The second area I think where there is significant deficiency is the management after those hypomethylating agents fail, what we call HMA failure setting; this is a very also difficult setting to treat. The average survival for high risk MDS patients after HMA failure is around six months, so generally we need new drugs. There have been a number of drugs that have been studied, but again, nothing approved. There is no standard of care in that setting. So many drugs are being studied, and hopefully some of those will prove to be beneficial for patients. In lower-risk MDS patients, historically the treatment has been focused on improving anemia. That usually happens with erythropoietic stimulating agents in lower-risk MDS patients, but many times those ESAs don't work very well, especially for patients who have a lot of blood transfusion needs or the patients who have high erythropoietin level.

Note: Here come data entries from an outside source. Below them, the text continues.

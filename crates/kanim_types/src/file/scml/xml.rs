//! Minimal owned XML element tree.
//!
//! The decoder needs random access (timelines by id, keys by position), so the
//! document is read once with `quick_xml` into a small tree of elements. Text
//! content is not kept.

use std::str::FromStr;

use quick_xml::Reader;
use quick_xml::events::{BytesStart, Event};

use crate::file::ProjectFormatError;

/// An element with its attributes and child elements, in document order.
#[derive(Debug, Clone, PartialEq, Eq)]
pub struct XmlElement {
	name: String,
	attributes: Vec<(String, String)>,
	children: Vec<XmlElement>,
}

impl XmlElement {
	/// Parses a document and returns its root element.
	pub fn parse(text: &str) -> Result<Self, ProjectFormatError> {
		let mut reader = Reader::from_str(text);
		reader.config_mut().trim_text(true);

		let mut stack: Vec<XmlElement> = Vec::new();
		let mut root = None;

		loop {
			match reader.read_event()? {
				Event::Start(start) => stack.push(Self::from_start(&start)?),
				Event::Empty(start) => {
					let element = Self::from_start(&start)?;
					Self::attach(&mut stack, &mut root, element)?;
				}
				Event::End(_) => {
					if let Some(element) = stack.pop() {
						Self::attach(&mut stack, &mut root, element)?;
					}
				}
				Event::Eof => break,
				_ => {}
			}
		}

		match (root, stack.pop()) {
			(Some(root), None) => Ok(root),
			(_, Some(open)) => Err(ProjectFormatError::MissingElement {
				parent: open.name,
				child: "closing tag".to_string(),
			}),
			(None, None) => Err(ProjectFormatError::MissingElement {
				parent: "document".to_string(),
				child: "root element".to_string(),
			}),
		}
	}

	fn from_start(start: &BytesStart<'_>) -> Result<Self, ProjectFormatError> {
		let name = String::from_utf8_lossy(start.name().as_ref()).into_owned();
		let mut attributes = Vec::new();
		for attr in start.attributes() {
			let attr = attr.map_err(quick_xml::Error::from)?;
			let key = String::from_utf8_lossy(attr.key.as_ref()).into_owned();
			let value = attr.unescape_value()?.into_owned();
			attributes.push((key, value));
		}
		Ok(Self {
			name,
			attributes,
			children: Vec::new(),
		})
	}

	fn attach(
		stack: &mut [XmlElement],
		root: &mut Option<XmlElement>,
		element: XmlElement,
	) -> Result<(), ProjectFormatError> {
		match (stack.last_mut(), root.as_ref()) {
			(Some(parent), _) => parent.children.push(element),
			(None, Some(first)) => {
				return Err(ProjectFormatError::UnexpectedElement {
					parent: "document".to_string(),
					expected: first.name.clone(),
					found: element.name,
				});
			}
			(None, None) => *root = Some(element),
		}
		Ok(())
	}

	/// Tag name.
	pub fn name(&self) -> &str {
		&self.name
	}

	/// Child elements in document order.
	pub fn children(&self) -> &[XmlElement] {
		&self.children
	}

	/// First direct child with the given tag.
	pub fn child(&self, name: &str) -> Option<&XmlElement> {
		self.children.iter().find(|c| c.name == name)
	}

	/// First element with the given tag in document order, including `self`.
	pub fn descendant(&self, name: &str) -> Option<&XmlElement> {
		if self.name == name {
			return Some(self);
		}
		self.children.iter().find_map(|c| c.descendant(name))
	}

	/// Raw attribute value.
	pub fn attr(&self, name: &str) -> Option<&str> {
		self.attributes.iter().find(|(k, _)| k == name).map(|(_, v)| v.as_str())
	}

	/// Raw attribute value, or [`ProjectFormatError::MissingAttribute`].
	pub fn require_attr(&self, name: &str) -> Result<&str, ProjectFormatError> {
		self.attr(name).ok_or_else(|| ProjectFormatError::MissingAttribute {
			element: self.name.clone(),
			attribute: name.to_string(),
		})
	}

	/// Parsed attribute value, `None` when absent.
	pub fn parse_attr<T: FromStr>(&self, name: &str) -> Result<Option<T>, ProjectFormatError> {
		self.attr(name)
			.map(|raw| {
				raw.trim().parse().map_err(|_| ProjectFormatError::InvalidAttribute {
					element: self.name.clone(),
					attribute: name.to_string(),
					value: raw.to_string(),
				})
			})
			.transpose()
	}

	/// Parsed attribute value, `default` when absent.
	pub fn attr_or<T: FromStr>(&self, name: &str, default: T) -> Result<T, ProjectFormatError> {
		Ok(self.parse_attr(name)?.unwrap_or(default))
	}

	/// Parsed attribute value that must be present.
	pub fn require_parsed<T: FromStr>(&self, name: &str) -> Result<T, ProjectFormatError> {
		self.parse_attr(name)?.ok_or_else(|| ProjectFormatError::MissingAttribute {
			element: self.name.clone(),
			attribute: name.to_string(),
		})
	}
}
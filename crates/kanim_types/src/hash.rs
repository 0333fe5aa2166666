//! Name hashing used to join symbol and element tables.
//!
//! Existing containers key every symbol, layer and animation by a 32-bit hash of its
//! name. The default [`KleiHash`] reproduces that algorithm: an SDBM hash over the
//! lower-cased UTF-16 code units, with wrapping signed 32-bit arithmetic.

/// Maps a name to the 32-bit key stored in containers.
pub trait NameHasher {
	/// Hashes `name`.
	fn hash(&self, name: &str) -> i32;
}

/// The legacy case-insensitive SDBM hash.
#[derive(Debug, Clone, Copy, Default, PartialEq, Eq)]
pub struct KleiHash;

impl NameHasher for KleiHash {
	fn hash(&self, name: &str) -> i32 {
		klei_hash(name)
	}
}

/// Hashes `name` with the legacy case-insensitive SDBM algorithm.
///
/// ```
/// use kanim_types::hash::klei_hash;
///
/// assert_eq!(klei_hash("a"), 97);
/// assert_eq!(klei_hash("Walk"), klei_hash("walk"));
/// ```
pub fn klei_hash(name: &str) -> i32 {
	let lowered: String = name.chars().map(lower_char).collect();
	lowered.encode_utf16().fold(0i32, |h, unit| {
		(unit as i32).wrapping_add(h.wrapping_shl(6)).wrapping_add(h.wrapping_shl(16)).wrapping_sub(h)
	})
}

/// Context-free single character lowering; characters whose lowercase form
/// expands to several code points are kept as is.
fn lower_char(c: char) -> char {
	let mut lower = c.to_lowercase();
	match (lower.next(), lower.next()) {
		(Some(single), None) => single,
		_ => c,
	}
}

But most recently there has been a number of active agents that have been studied. One of them is luspatercept, which is a transforming growth factor pathway ligand trap. And this drug, which is given subcutaneously every three weeks, [has] been shown to improve the rate of transfusion independence in MDS after ESA failure. Another drug called imetelstat just had a press release that is also very active after ESA failure. So the lower-risk MDS field is certainly looking more promising. I think a lot of the next steps in MDS management is going to focus on combinations that can improve survival, that can hopefully be given orally as much as possible so that you can minimize the patient time in the clinics and optimize their quality of life.